===== SUPPLIED RECORDS =====
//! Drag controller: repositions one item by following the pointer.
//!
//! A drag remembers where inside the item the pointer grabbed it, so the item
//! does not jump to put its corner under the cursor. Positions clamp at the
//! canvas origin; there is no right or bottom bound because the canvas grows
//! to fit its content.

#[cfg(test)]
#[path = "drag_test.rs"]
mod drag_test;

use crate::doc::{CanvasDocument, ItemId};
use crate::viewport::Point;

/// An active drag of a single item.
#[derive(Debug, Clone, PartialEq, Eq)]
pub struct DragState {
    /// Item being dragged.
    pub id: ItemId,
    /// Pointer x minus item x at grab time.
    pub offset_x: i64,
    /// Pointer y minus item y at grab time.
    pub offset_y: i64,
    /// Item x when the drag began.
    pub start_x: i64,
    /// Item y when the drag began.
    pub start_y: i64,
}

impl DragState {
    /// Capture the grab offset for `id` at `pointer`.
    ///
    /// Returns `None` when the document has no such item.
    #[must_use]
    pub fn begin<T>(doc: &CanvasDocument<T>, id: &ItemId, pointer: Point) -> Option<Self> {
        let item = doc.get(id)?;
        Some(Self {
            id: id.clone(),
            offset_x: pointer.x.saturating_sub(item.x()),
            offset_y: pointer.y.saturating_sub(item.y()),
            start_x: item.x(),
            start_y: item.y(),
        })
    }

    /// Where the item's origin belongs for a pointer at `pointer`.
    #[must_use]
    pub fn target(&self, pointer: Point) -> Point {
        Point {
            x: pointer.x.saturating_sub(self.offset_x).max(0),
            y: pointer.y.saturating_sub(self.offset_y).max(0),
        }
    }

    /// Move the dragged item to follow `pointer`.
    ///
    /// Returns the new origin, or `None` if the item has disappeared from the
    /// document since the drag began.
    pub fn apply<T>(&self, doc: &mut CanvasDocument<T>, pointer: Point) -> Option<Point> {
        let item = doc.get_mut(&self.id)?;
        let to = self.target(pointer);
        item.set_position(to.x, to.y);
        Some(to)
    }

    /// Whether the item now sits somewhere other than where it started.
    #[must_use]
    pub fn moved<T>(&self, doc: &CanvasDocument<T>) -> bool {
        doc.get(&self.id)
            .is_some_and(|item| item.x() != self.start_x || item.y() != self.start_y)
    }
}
=====
→ TASK OBJECTIVE: Transcribe the records above exactly as they appear.

→ FINISHED EXERCISE:
//! Drag controller: repositions one item by following the pointer.
//!
//! A drag remembers where inside the item the pointer grabbed it, so the item
//! does not jump to put its corner under the cursor. Positions clamp at the
//! canvas origin; there is no right or bottom bound because the canvas grows
//! to fit its content.

#[cfg(test)]
#[path = "drag_test.rs"]
mod drag_test;

use crate::doc::{CanvasDocument, ItemId};
use crate::viewport::Point;

/// An active drag of a single item.
#[derive(Debug, Clone, PartialEq, Eq)]
pub struct DragState {
    /// Item being dragged.
    pub id: ItemId,
    /// Pointer x minus item x at grab time.
    pub offset_x: i64,
    /// Pointer y minus item y at grab time.
    pub offset_y: i64,
    /// Item x when the drag began.
    pub start_x: i64,
    /// Item y when the drag began.
    pub start_y: i64,
}

impl DragState {
    /// Capture the grab offset for `id` at `pointer`.
    ///
    /// Returns `None` when the document has no such item.
    #[must_use]
    pub fn begin<T>(doc: &CanvasDocument<T>, id: &ItemId, pointer: Point) -> Option<Self> {
        let item = doc.get(id)?;
        Some(Self {
            id: id.clone(),
            offset_x: pointer.x.saturating_sub(item.x()),
            offset_y: pointer.y.saturating_sub(item.y()),
            start_x: item.x(),
            start_y: item.y(),
        })
    }

    /// Where the item's origin belongs for a pointer at `pointer`.
    #[must_use]
    pub fn target(&self, pointer: Point) -> Point {
        Point {
            x: pointer.x.saturating_sub(self.offset_x).max(0),
            y: pointer.y.saturating_sub(self.offset_y).max(0),
        }
    }

    /// Move the dragged item to follow `pointer`.
    ///
    /// Returns the new origin, or `None` if the item has disappeared from the
    /// document since the drag began.
    pub fn apply<T>(&self, doc: &mut CanvasDocument<T>, pointer: Point) -> Option<Point> {
        let item = doc.get_mut(&self.id)?;
        let to = self.target(pointer);
        item.set_position(to.x, to.y);
        Some(to)
    }

    /// Whether the item now sits somewhere other than where it started.
    #[must_use]
    pub fn moved<T>(&self, doc: &CanvasDocument<T>) -> bool {
        doc.get(&self.id)
            .is_some_and(|item| item.x() != self.start_x || item.y() != self.start_y)
    }
}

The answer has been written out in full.